Looking at the way certain algae harness solar energy could help us produce next-generation biofuels.

Renewable biofuels are seen as the inevitable replacement for polluting fossil fuels, but we’re still trying to perfect their production and make them substantially more efficient. Now, a research team led by Rutgers University has made a discovery that could lead to substantially more efficient and affordable algae-based biofuels.

Publishing its findings to the Proceedings of the National Academy of Sciences, the team discovered how diatoms – a type of alga that produces 20pc of Earth’s oxygen – harness solar energy for photosynthesis.
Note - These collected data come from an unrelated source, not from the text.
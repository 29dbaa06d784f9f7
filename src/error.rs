use std::path::PathBuf;

use thiserror::Error;

/// Fatal errors of a run. Any of these aborts with a non-zero exit code.
#[derive(Debug, Error)]
pub enum AppError {
    #[error(transparent)]
    Simulation(#[from] simulation::SimulationError),

    #[error(transparent)]
    Storage(#[from] storage::StorageError),

    #[error(transparent)]
    Configuration(#[from] archetypes::ConfigurationError),

    #[error(transparent)]
    Feed(#[from] feed::FeedError),

    #[error("invalid argument: {0}")]
    InvalidArgument(String),

    #[error("{}: {source}", .path.display())]
    Io {
        path: PathBuf,
        #[source]
        source: std::io::Error,
    },

    #[error(transparent)]
    Json(#[from] serde_json::Error),
}
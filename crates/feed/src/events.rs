//! Market events and the ordered, read-only event feed.
//!
//! # Ordering
//!
//! The feed is sorted once at construction by `(timestamp, security_id, id)`.
//! Consumers walk it with a cursor; nothing in the engine ever mutates it.

use std::collections::{BTreeMap, BTreeSet};

use serde::{Deserialize, Serialize};
use types::{EventId, EventType, SecurityId, Timestamp};

use crate::error::{FeedError, Result};

// =============================================================================
// MarketEvent
// =============================================================================

/// An external, normalized market or corporate event.
#[derive(Debug, Clone, PartialEq, Serialize, Deserialize)]
pub struct MarketEvent {
    pub id: EventId,
    pub timestamp: Timestamp,
    pub security_id: SecurityId,
    pub event_type: EventType,
    /// Signed impact (-1.0 to +1.0). Relevance checks use the absolute value.
    pub magnitude: f64,
    /// Free-form numeric attributes (e.g. `surprise_pct`, `eps_actual`).
    #[serde(default)]
    pub payload: BTreeMap<String, f64>,
}

impl MarketEvent {
    pub fn new(
        id: impl Into<EventId>,
        timestamp: Timestamp,
        security_id: impl Into<SecurityId>,
        event_type: EventType,
        magnitude: f64,
    ) -> Self {
        Self {
            id: id.into(),
            timestamp,
            security_id: security_id.into(),
            event_type,
            magnitude,
            payload: BTreeMap::new(),
        }
    }

    /// Attach a payload attribute.
    pub fn with_payload(mut self, key: impl Into<String>, value: f64) -> Self {
        self.payload.insert(key.into(), value);
        self
    }

    pub fn abs_magnitude(&self) -> f64 {
        self.magnitude.abs()
    }

    fn validate(&self) -> Result<()> {
        if self.security_id.trim().is_empty() {
            return Err(FeedError::InvalidEvent {
                id: self.id,
                reason: "empty security id".into(),
            });
        }
        if !(self.magnitude.is_finite() && (-1.0..=1.0).contains(&self.magnitude)) {
            return Err(FeedError::InvalidEvent {
                id: self.id,
                reason: format!("magnitude {} outside [-1, 1]", self.magnitude),
            });
        }
        if let Some((key, _)) = self.payload.iter().find(|(_, v)| !v.is_finite()) {
            return Err(FeedError::InvalidEvent {
                id: self.id,
                reason: format!("payload '{key}' is not finite"),
            });
        }
        Ok(())
    }

    fn sort_key(&self) -> (Timestamp, &str, EventId) {
        (self.timestamp, self.security_id.as_str(), self.id)
    }
}

// =============================================================================
// EventFeed
// =============================================================================

/// Immutable, chronologically ordered collection of market events.
#[derive(Debug, Clone, Default, PartialEq, Serialize)]
pub struct EventFeed {
    events: Vec<MarketEvent>,
}

impl EventFeed {
    /// Validate and sort events. Ids must be unique.
    pub fn new(mut events: Vec<MarketEvent>) -> Result<Self> {
        let mut seen = BTreeSet::new();
        for event in &events {
            event.validate()?;
            if !seen.insert(event.id) {
                return Err(FeedError::DuplicateEvent(event.id));
            }
        }
        events.sort_by(|a, b| a.sort_key().cmp(&b.sort_key()));
        Ok(Self { events })
    }

    pub fn events(&self) -> &[MarketEvent] {
        &self.events
    }

    pub fn len(&self) -> usize {
        self.events.len()
    }

    pub fn is_empty(&self) -> bool {
        self.events.is_empty()
    }

    pub fn get(&self, index: usize) -> Option<&MarketEvent> {
        self.events.get(index)
    }

    /// Index of the first event at or after `ts`.
    pub fn position_at(&self, ts: Timestamp) -> usize {
        self.events.partition_point(|e| e.timestamp < ts)
    }

    /// Events with `start <= timestamp < end`.
    pub fn between(&self, start: Timestamp, end: Timestamp) -> &[MarketEvent] {
        let lo = self.position_at(start);
        let hi = self.position_at(end).max(lo);
        &self.events[lo..hi]
    }

    /// Distinct securities referenced by the feed, sorted.
    pub fn securities(&self) -> BTreeSet<&str> {
        self.events.iter().map(|e| e.security_id.as_str()).collect()
    }
}
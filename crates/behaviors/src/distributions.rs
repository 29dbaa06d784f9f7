//! Sampling helpers shared by the behavior policies.
//!
//! # Distributions Used
//!
//! - **Forecast error**: folded normal (magnitude), fair coin (sign)
//! - **Delays / stage durations**: uniform over a validated `(min, max)` span
//!
//! Pure math, no side effects beyond advancing the caller's RNG.

use rand::Rng;
use rand_distr::{Distribution, Normal};

/// Uniform sample in `[lo, hi]`; returns `lo` for a degenerate span.
pub fn uniform<R: Rng + ?Sized>(rng: &mut R, lo: f64, hi: f64) -> f64 {
    if hi > lo {
        rng.random_range(lo..=hi)
    } else {
        lo
    }
}

/// Absolute value of a normal draw (folded normal).
///
/// A zero standard deviation degenerates to `|mean|`.
pub fn folded_normal<R: Rng + ?Sized>(rng: &mut R, mean: f64, std: f64) -> f64 {
    if std <= 0.0 {
        return mean.abs();
    }
    match Normal::new(mean, std) {
        Ok(dist) => dist.sample(rng).abs(),
        Err(_) => mean.abs(),
    }
}

/// Bernoulli trial with a probability clamped into `[0, 1]`.
pub fn chance<R: Rng + ?Sized>(rng: &mut R, probability: f64) -> bool {
    if !probability.is_finite() || probability <= 0.0 {
        return false;
    }
    rng.random_bool(probability.min(1.0))
}

/// Random sign, +1.0 or -1.0 with equal probability.
pub fn sign<R: Rng + ?Sized>(rng: &mut R) -> f64 {
    if rng.random_bool(0.5) { 1.0 } else { -1.0 }
}

#[cfg(test)]
mod tests {
    use super::*;
    use rand::SeedableRng;
    use rand::rngs::StdRng;

    #[test]
    fn test_uniform_stays_in_bounds() {
        let mut rng = StdRng::seed_from_u64(7);
        for _ in 0..1000 {
            let v = uniform(&mut rng, 2.0, 5.0);
            assert!((2.0..=5.0).contains(&v));
        }
        assert_eq!(uniform(&mut rng, 3.0, 3.0), 3.0);
    }

    #[test]
    fn test_folded_normal_non_negative() {
        let mut rng = StdRng::seed_from_u64(11);
        for _ in 0..1000 {
            assert!(folded_normal(&mut rng, 0.05, 0.2) >= 0.0);
        }
        assert_eq!(folded_normal(&mut rng, -0.3, 0.0), 0.3);
    }

    #[test]
    fn test_chance_extremes() {
        let mut rng = StdRng::seed_from_u64(3);
        assert!(!chance(&mut rng, 0.0));
        assert!(!chance(&mut rng, f64::NAN));
        assert!(chance(&mut rng, 1.5));
    }
}
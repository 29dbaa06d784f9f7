//! Accuracy policy: how far an analyst's published numbers land from the truth.
//!
//! The engine knows realized outcomes in hindsight. Accuracy is modeled as a
//! controlled distortion of that truth: the policy draws a signed relative
//! error whose typical magnitude is `1 - accuracy`.

use std::collections::BTreeMap;

use rand::Rng;
use serde::{Deserialize, Serialize};
use types::Sector;

use crate::distributions;
use crate::error::{Result, check_range, check_unit};

const COMPONENT: &str = "accuracy";

/// Forecasts at or below this horizon use the short-term adjustment.
pub const SHORT_TERM_DAYS: f64 = 90.0;
/// Forecasts at or below this horizon (and above short-term) use the medium-term adjustment.
pub const MEDIUM_TERM_DAYS: f64 = 365.0;

// =============================================================================
// AccuracyParams
// =============================================================================

/// Declarative accuracy parameters.
#[derive(Debug, Clone, PartialEq, Serialize, Deserialize)]
#[serde(default)]
pub struct AccuracyParams {
    /// Mean accuracy (0.0 to 1.0). Typical error magnitude is `1 - mean`.
    pub mean: f64,
    /// Standard deviation of the error magnitude.
    pub std: f64,
    /// Additive accuracy modifier per sector (-1.0 to 1.0).
    pub sector_modifiers: BTreeMap<Sector, f64>,
    /// How closely stated confidence tracks realized accuracy (0.0 to 1.0).
    pub confidence_correlation: f64,
    /// Systematic over (+) / under (-) estimation added to every error.
    pub estimate_precision_bias: f64,
    /// Accuracy adjustment for horizons up to 90 days.
    pub short_term_adjustment: f64,
    /// Accuracy adjustment for horizons up to 365 days.
    pub medium_term_adjustment: f64,
    /// Accuracy adjustment for longer horizons.
    pub long_term_adjustment: f64,
}

impl Default for AccuracyParams {
    fn default() -> Self {
        Self {
            mean: 0.6,
            std: 0.1,
            sector_modifiers: BTreeMap::new(),
            confidence_correlation: 0.7,
            estimate_precision_bias: 0.0,
            short_term_adjustment: 0.0,
            medium_term_adjustment: 0.0,
            long_term_adjustment: 0.0,
        }
    }
}

// =============================================================================
// AccuracyBehavior
// =============================================================================

/// Inputs that modulate a single error draw.
#[derive(Debug, Clone, Copy, PartialEq, Default)]
pub struct AccuracyContext {
    /// Sector of the security being forecast.
    pub sector: Option<Sector>,
    /// Forecast horizon in days.
    pub horizon_days: f64,
    /// Accuracy points removed by interaction rules (e.g. bias, workload).
    pub dampening: f64,
}

/// A truth value after distortion.
#[derive(Debug, Clone, Copy, PartialEq)]
pub struct Perturbation {
    /// Published value.
    pub value: f64,
    /// Signed relative error applied to the truth.
    pub error: f64,
}

/// Validated accuracy policy.
#[derive(Debug, Clone, PartialEq, Serialize, Deserialize)]
#[serde(try_from = "AccuracyParams", into = "AccuracyParams")]
pub struct AccuracyBehavior {
    params: AccuracyParams,
}

impl AccuracyBehavior {
    /// Validate parameters and build the policy.
    pub fn new(params: AccuracyParams) -> Result<Self> {
        check_unit(COMPONENT, "mean", params.mean)?;
        check_range(COMPONENT, "std", params.std, 0.0, 1.0)?;
        check_unit(
            COMPONENT,
            "confidence_correlation",
            params.confidence_correlation,
        )?;
        check_range(
            COMPONENT,
            "estimate_precision_bias",
            params.estimate_precision_bias,
            -0.5,
            0.5,
        )?;
        for (name, value) in [
            ("short_term_adjustment", params.short_term_adjustment),
            ("medium_term_adjustment", params.medium_term_adjustment),
            ("long_term_adjustment", params.long_term_adjustment),
        ] {
            check_range(COMPONENT, name, value, -0.5, 0.5)?;
        }
        for (sector, modifier) in &params.sector_modifiers {
            check_range(
                COMPONENT,
                &format!("sector_modifiers[{sector}]"),
                *modifier,
                -1.0,
                1.0,
            )?;
        }
        Ok(Self { params })
    }

    /// Convenience constructor for the two headline parameters.
    pub fn with_mean_std(mean: f64, std: f64) -> Result<Self> {
        Self::new(AccuracyParams {
            mean,
            std,
            ..Default::default()
        })
    }

    pub fn params(&self) -> &AccuracyParams {
        &self.params
    }

    pub fn mean(&self) -> f64 {
        self.params.mean
    }

    pub fn confidence_correlation(&self) -> f64 {
        self.params.confidence_correlation
    }

    fn horizon_adjustment(&self, horizon_days: f64) -> f64 {
        if horizon_days <= SHORT_TERM_DAYS {
            self.params.short_term_adjustment
        } else if horizon_days <= MEDIUM_TERM_DAYS {
            self.params.medium_term_adjustment
        } else {
            self.params.long_term_adjustment
        }
    }

    /// Accuracy after sector, horizon, and interaction adjustments, in `[0, 1]`.
    pub fn effective_accuracy(&self, ctx: &AccuracyContext) -> f64 {
        let sector_mod = ctx
            .sector
            .and_then(|s| self.params.sector_modifiers.get(&s).copied())
            .unwrap_or(0.0);
        (self.params.mean + sector_mod + self.horizon_adjustment(ctx.horizon_days) - ctx.dampening)
            .clamp(0.0, 1.0)
    }

    /// Draw a signed relative error.
    ///
    /// Magnitude is `|N(1 - accuracy, std)|`, the sign is a fair coin, and the
    /// precision bias is added on top. Deterministic for a given RNG state.
    pub fn sample_error<R: Rng + ?Sized>(&self, rng: &mut R, ctx: &AccuracyContext) -> f64 {
        let center = 1.0 - self.effective_accuracy(ctx);
        let magnitude = distributions::folded_normal(rng, center, self.params.std);
        let sign = distributions::sign(rng);
        sign * magnitude + self.params.estimate_precision_bias
    }

    /// Distort a known-in-hindsight truth.
    ///
    /// The published value never drops below 1% of the truth, so a price
    /// target stays positive even for extreme draws.
    pub fn perturb<R: Rng + ?Sized>(
        &self,
        rng: &mut R,
        truth: f64,
        ctx: &AccuracyContext,
    ) -> Perturbation {
        let error = self.sample_error(rng, ctx);
        Perturbation {
            value: truth * (1.0 + error).max(0.01),
            error,
        }
    }

    /// Stated confidence (0.0 to 1.0) for a draw with the given error.
    ///
    /// With correlation 1.0 confidence is exactly `1 - |error|`; with 0.0 it
    /// is pure noise.
    pub fn confidence_for<R: Rng + ?Sized>(&self, rng: &mut R, error: f64) -> f64 {
        let corr = self.params.confidence_correlation;
        let signal = 1.0 - error.abs().min(1.0);
        let noise: f64 = rng.random();
        (corr * signal + (1.0 - corr) * noise).clamp(0.0, 1.0)
    }
}

impl TryFrom<AccuracyParams> for AccuracyBehavior {
    type Error = crate::ValidationError;

    fn try_from(params: AccuracyParams) -> Result<Self> {
        Self::new(params)
    }
}

impl From<AccuracyBehavior> for AccuracyParams {
    fn from(behavior: AccuracyBehavior) -> Self {
        behavior.params
    }
}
It now hopes to apply this knowledge to the biofuel production process.

Diatoms are ubiquitous in oceans and waterways, and play a crucial role in the removal of carbon from our atmosphere. Their fossil oils are also considered the source of the highest quality petroleum used today.

Microscopic image of Phaeodactylum tricornutum diatoms.

Phaeodactylum tricornutum diatoms. Image: Ananya Agarwal/Rutgers Biophysics Molecular Ecology Laboratory

Using a 3D bioimaging tool, the team was able to reveal the proteins known as Photosystem II, which diatoms use to absorb sunlight and power their photosynthesis. This showed that each cell includes two sets of proteins, with only one set active. The active set was found to have a structure associated with pigment proteins – such as green chlorophyll that absorbs sunlight – in an antenna to harvest light for photosynthesis.

The research team is now attempting to understand the limits of the power of photosynthesis in algae and to harnessing that power to produce biofuels. Under the right conditions, algae can produce huge quantities of biofuels for vehicles, aircraft and trains.

“The next steps are to try to understand the mechanisms that control the dynamics between the proteins and support robust biochemical energy production,” said senior author Wei Dai.

However, a warning was issued last month by researchers highlighting the rise of a ‘vampire’ algae killer that sucks out the contents of algae cells. In doing so, it turns a productive, thriving, green algae pond into a large vat of useless, rotting sludge.